* _Exercise details_:
Every entry is to be returned verbatim.

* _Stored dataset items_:
----
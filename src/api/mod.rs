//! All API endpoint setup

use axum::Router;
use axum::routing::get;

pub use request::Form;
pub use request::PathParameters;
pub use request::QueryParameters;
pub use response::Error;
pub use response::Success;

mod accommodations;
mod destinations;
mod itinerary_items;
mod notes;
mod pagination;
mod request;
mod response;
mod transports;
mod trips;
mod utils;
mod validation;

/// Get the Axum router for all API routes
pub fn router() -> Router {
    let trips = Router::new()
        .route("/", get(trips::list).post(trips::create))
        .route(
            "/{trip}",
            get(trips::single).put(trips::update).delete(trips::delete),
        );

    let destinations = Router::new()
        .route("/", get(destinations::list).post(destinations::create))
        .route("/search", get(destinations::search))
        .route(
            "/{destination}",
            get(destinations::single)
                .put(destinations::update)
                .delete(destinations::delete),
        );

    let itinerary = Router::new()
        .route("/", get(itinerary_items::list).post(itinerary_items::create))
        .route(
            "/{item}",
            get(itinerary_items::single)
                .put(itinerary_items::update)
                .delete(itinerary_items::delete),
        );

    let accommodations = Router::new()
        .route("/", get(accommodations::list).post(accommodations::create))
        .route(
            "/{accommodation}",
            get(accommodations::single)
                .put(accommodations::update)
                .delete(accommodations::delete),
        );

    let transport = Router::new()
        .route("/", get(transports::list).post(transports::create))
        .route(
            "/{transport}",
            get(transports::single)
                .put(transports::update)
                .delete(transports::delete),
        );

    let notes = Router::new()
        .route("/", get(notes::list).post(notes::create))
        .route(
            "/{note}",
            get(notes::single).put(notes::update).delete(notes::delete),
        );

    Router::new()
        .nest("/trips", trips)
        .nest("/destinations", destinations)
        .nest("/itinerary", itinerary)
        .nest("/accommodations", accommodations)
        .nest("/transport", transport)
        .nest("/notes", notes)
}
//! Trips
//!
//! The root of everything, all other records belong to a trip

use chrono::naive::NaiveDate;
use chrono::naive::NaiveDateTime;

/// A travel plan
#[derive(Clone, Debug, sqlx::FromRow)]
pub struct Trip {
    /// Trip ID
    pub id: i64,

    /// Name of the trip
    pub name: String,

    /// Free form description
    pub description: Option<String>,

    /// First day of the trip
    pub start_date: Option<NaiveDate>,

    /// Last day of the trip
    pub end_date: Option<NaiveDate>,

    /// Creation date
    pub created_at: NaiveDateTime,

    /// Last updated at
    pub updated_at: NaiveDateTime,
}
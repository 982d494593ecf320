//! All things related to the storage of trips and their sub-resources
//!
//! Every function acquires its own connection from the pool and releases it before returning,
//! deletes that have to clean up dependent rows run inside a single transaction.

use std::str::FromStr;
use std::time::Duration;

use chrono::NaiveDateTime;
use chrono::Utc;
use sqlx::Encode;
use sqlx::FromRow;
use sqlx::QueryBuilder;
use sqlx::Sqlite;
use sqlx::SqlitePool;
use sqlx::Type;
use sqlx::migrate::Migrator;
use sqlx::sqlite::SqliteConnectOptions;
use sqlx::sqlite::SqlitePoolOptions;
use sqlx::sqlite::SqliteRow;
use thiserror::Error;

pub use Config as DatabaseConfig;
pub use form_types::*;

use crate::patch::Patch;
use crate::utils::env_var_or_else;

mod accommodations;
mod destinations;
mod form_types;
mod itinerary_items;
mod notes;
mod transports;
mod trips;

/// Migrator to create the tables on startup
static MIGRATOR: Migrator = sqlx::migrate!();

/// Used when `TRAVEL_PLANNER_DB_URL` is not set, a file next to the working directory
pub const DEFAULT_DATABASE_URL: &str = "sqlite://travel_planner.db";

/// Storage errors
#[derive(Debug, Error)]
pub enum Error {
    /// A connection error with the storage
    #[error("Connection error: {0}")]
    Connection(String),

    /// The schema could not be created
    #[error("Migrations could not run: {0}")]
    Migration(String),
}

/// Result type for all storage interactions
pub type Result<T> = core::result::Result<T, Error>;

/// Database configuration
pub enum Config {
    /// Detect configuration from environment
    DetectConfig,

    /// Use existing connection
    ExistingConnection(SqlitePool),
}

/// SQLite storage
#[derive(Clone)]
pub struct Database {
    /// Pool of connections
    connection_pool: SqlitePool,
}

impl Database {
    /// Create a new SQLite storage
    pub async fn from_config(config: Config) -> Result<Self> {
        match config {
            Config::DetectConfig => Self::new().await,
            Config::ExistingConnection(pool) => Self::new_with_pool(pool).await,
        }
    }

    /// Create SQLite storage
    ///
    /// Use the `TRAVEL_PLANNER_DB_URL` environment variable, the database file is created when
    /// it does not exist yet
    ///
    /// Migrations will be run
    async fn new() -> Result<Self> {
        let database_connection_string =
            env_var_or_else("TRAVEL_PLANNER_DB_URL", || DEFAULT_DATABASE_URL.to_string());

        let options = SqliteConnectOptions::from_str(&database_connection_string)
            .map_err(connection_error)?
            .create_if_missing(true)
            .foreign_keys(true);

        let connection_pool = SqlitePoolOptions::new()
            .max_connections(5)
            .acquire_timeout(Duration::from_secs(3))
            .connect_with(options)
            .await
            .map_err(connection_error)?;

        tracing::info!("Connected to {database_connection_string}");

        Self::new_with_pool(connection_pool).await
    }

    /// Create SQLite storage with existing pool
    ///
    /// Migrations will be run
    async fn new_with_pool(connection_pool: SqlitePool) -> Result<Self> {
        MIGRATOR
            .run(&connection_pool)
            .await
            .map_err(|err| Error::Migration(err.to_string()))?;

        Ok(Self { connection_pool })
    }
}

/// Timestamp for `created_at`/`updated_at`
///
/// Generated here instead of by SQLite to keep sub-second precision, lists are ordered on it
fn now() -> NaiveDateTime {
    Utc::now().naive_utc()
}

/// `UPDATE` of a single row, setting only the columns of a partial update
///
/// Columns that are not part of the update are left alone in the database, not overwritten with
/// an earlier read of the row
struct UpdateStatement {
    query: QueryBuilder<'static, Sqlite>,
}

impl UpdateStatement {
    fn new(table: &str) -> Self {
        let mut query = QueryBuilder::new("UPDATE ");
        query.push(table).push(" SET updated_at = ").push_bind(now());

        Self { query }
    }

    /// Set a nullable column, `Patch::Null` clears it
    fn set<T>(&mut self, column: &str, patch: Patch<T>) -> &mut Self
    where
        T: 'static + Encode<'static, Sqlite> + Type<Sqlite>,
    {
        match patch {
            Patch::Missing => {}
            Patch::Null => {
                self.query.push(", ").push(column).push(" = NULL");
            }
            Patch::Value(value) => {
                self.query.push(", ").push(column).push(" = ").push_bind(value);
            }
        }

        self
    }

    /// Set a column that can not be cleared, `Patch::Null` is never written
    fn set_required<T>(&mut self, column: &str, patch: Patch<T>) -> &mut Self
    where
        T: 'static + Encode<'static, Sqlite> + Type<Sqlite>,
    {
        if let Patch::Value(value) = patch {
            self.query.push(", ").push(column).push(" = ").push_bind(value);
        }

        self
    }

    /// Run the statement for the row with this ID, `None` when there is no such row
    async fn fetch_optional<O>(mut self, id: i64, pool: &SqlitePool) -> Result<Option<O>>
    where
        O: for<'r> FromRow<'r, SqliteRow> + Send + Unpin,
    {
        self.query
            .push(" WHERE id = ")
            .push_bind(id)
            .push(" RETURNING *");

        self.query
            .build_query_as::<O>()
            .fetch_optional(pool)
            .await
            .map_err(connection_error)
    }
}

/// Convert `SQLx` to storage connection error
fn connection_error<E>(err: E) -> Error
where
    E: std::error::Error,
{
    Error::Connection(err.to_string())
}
----
* _Exercise result_:
filename src/api/mod.rs
//! All API endpoint setup

use axum::Router;
use axum::routing::get;

pub use request::Form;
pub use request::PathParameters;
pub use request::QueryParameters;
pub use response::Error;
pub use response::Success;

mod accommodations;
mod destinations;
mod itinerary_items;
mod notes;
mod pagination;
mod request;
mod response;
mod transports;
mod trips;
mod utils;
mod validation;

/// Get the Axum router for all API routes
pub fn router() -> Router {
    let trips = Router::new()
        .route("/", get(trips::list).post(trips::create))
        .route(
            "/{trip}",
            get(trips::single).put(trips::update).delete(trips::delete),
        );

    let destinations = Router::new()
        .route("/", get(destinations::list).post(destinations::create))
        .route("/search", get(destinations::search))
        .route(
            "/{destination}",
            get(destinations::single)
                .put(destinations::update)
                .delete(destinations::delete),
        );

    let itinerary = Router::new()
        .route("/", get(itinerary_items::list).post(itinerary_items::create))
        .route(
            "/{item}",
            get(itinerary_items::single)
                .put(itinerary_items::update)
                .delete(itinerary_items::delete),
        );

    let accommodations = Router::new()
        .route("/", get(accommodations::list).post(accommodations::create))
        .route(
            "/{accommodation}",
            get(accommodations::single)
                .put(accommodations::update)
                .delete(accommodations::delete),
        );

    let transport = Router::new()
        .route("/", get(transports::list).post(transports::create))
        .route(
            "/{transport}",
            get(transports::single)
                .put(transports::update)
                .delete(transports::delete),
        );

    let notes = Router::new()
        .route("/", get(notes::list).post(notes::create))
        .route(
            "/{note}",
            get(notes::single).put(notes::update).delete(notes::delete),
        );

    Router::new()
        .nest("/trips", trips)
        .nest("/destinations", destinations)
        .nest("/itinerary", itinerary)
        .nest("/accommodations", accommodations)
        .nest("/transport", transport)
        .nest("/notes", notes)
}
//! Trips
//!
//! The root of everything, all other records belong to a trip

use chrono::naive::NaiveDate;
use chrono::naive::NaiveDateTime;

/// A travel plan
#[derive(Clone, Debug, sqlx::FromRow)]
pub struct Trip {
    /// Trip ID
    pub id: i64,

    /// Name of the trip
    pub name: String,

    /// Free form description
    pub description: Option<String>,

    /// First day of the trip
    pub start_date: Option<NaiveDate>,

    /// Last day of the trip
    pub end_date: Option<NaiveDate>,

    /// Creation date
    pub created_at: NaiveDateTime,

    /// Last updated at
    pub updated_at: NaiveDateTime,
}
repository 982d494593ecf320
//! All things related to the storage of trips and their sub-resources
//!
//! Every function acquires its own connection from the pool and releases it before returning,
//! deletes that have to clean up dependent rows run inside a single transaction.

use std::str::FromStr;
use std::time::Duration;

use chrono::NaiveDateTime;
use chrono::Utc;
use sqlx::Encode;
use sqlx::FromRow;
use sqlx::QueryBuilder;
use sqlx::Sqlite;
use sqlx::SqlitePool;
use sqlx::Type;
use sqlx::migrate::Migrator;
use sqlx::sqlite::SqliteConnectOptions;
use sqlx::sqlite::SqlitePoolOptions;
use sqlx::sqlite::SqliteRow;
use thiserror::Error;

pub use Config as DatabaseConfig;
pub use form_types::*;

use crate::patch::Patch;
use crate::utils::env_var_or_else;

mod accommodations;
mod destinations;
mod form_types;
mod itinerary_items;
mod notes;
mod transports;
mod trips;

/// Migrator to create the tables on startup
static MIGRATOR: Migrator = sqlx::migrate!();

/// Used when `TRAVEL_PLANNER_DB_URL` is not set, a file next to the working directory
pub const DEFAULT_DATABASE_URL: &str = "sqlite://travel_planner.db";

/// Storage errors
#[derive(Debug, Error)]
pub enum Error {
    /// A connection error with the storage
    #[error("Connection error: {0}")]
    Connection(String),

    /// The schema could not be created
    #[error("Migrations could not run: {0}")]
    Migration(String),
}

/// Result type for all storage interactions
pub type Result<T> = core::result::Result<T, Error>;

/// Database configuration
pub enum Config {
    /// Detect configuration from environment
    DetectConfig,

    /// Use existing connection
    ExistingConnection(SqlitePool),
}

/// SQLite storage
#[derive(Clone)]
pub struct Database {
    /// Pool of connections
    connection_pool: SqlitePool,
}

impl Database {
    /// Create a new SQLite storage
    pub async fn from_config(config: Config) -> Result<Self> {
        match config {
            Config::DetectConfig => Self::new().await,
            Config::ExistingConnection(pool) => Self::new_with_pool(pool).await,
        }
    }

    /// Create SQLite storage
    ///
    /// Use the `TRAVEL_PLANNER_DB_URL` environment variable, the database file is created when
    /// it does not exist yet
    ///
    /// Migrations will be run
    async fn new() -> Result<Self> {
        let database_connection_string =
            env_var_or_else("TRAVEL_PLANNER_DB_URL", || DEFAULT_DATABASE_URL.to_string());

        let options = SqliteConnectOptions::from_str(&database_connection_string)
            .map_err(connection_error)?
            .create_if_missing(true)
            .foreign_keys(true);

        let connection_pool = SqlitePoolOptions::new()
            .max_connections(5)
            .acquire_timeout(Duration::from_secs(3))
            .connect_with(options)
            .await
            .map_err(connection_error)?;

        tracing::info!("Connected to {database_connection_string}");

        Self::new_with_pool(connection_pool).await
    }

    /// Create SQLite storage with existing pool
    ///
    /// Migrations will be run
    async fn new_with_pool(connection_pool: SqlitePool) -> Result<Self> {
        MIGRATOR
            .run(&connection_pool)
            .await
            .map_err(|err| Error::Migration(err.to_string()))?;

        Ok(Self { connection_pool })
    }
}

/// Timestamp for `created_at`/`updated_at`
///
/// Generated here instead of by SQLite to keep sub-second precision, lists are ordered on it
fn now() -> NaiveDateTime {
    Utc::now().naive_utc()
}

/// `UPDATE` of a single row, setting only the columns of a partial update
///
/// Columns that are not part of the update are left alone in the database, not overwritten with
/// an earlier read of the row
struct UpdateStatement {
    query: QueryBuilder<'static, Sqlite>,
}

impl UpdateStatement {
    fn new(table: &str) -> Self {
        let mut query = QueryBuilder::new("UPDATE ");
        query.push(table).push(" SET updated_at = ").push_bind(now());

        Self { query }
    }

    /// Set a nullable column, `Patch::Null` clears it
    fn set<T>(&mut self, column: &str, patch: Patch<T>) -> &mut Self
    where
        T: 'static + Encode<'static, Sqlite> + Type<Sqlite>,
    {
        match patch {
            Patch::Missing => {}
            Patch::Null => {
                self.query.push(", ").push(column).push(" = NULL");
            }
            Patch::Value(value) => {
                self.query.push(", ").push(column).push(" = ").push_bind(value);
            }
        }

        self
    }

    /// Set a column that can not be cleared, `Patch::Null` is never written
    fn set_required<T>(&mut self, column: &str, patch: Patch<T>) -> &mut Self
    where
        T: 'static + Encode<'static, Sqlite> + Type<Sqlite>,
    {
        if let Patch::Value(value) = patch {
            self.query.push(", ").push(column).push(" = ").push_bind(value);
        }

        self
    }

    /// Run the statement for the row with this ID, `None` when there is no such row
    async fn fetch_optional<O>(mut self, id: i64, pool: &SqlitePool) -> Result<Option<O>>
    where
        O: for<'r> FromRow<'r, SqliteRow> + Send + Unpin,
    {
        self.query
            .push(" WHERE id = ")
            .push_bind(id)
            .push(" RETURNING *");

        self.query
            .build_query_as::<O>()
            .fetch_optional(pool)
            .await
            .map_err(connection_error)
    }
}

/// Convert `SQLx` to storage connection error
fn connection_error<E>(err: E) -> Error
where
    E: std::error::Error,
{
    Error::Connection(err.to_string())
}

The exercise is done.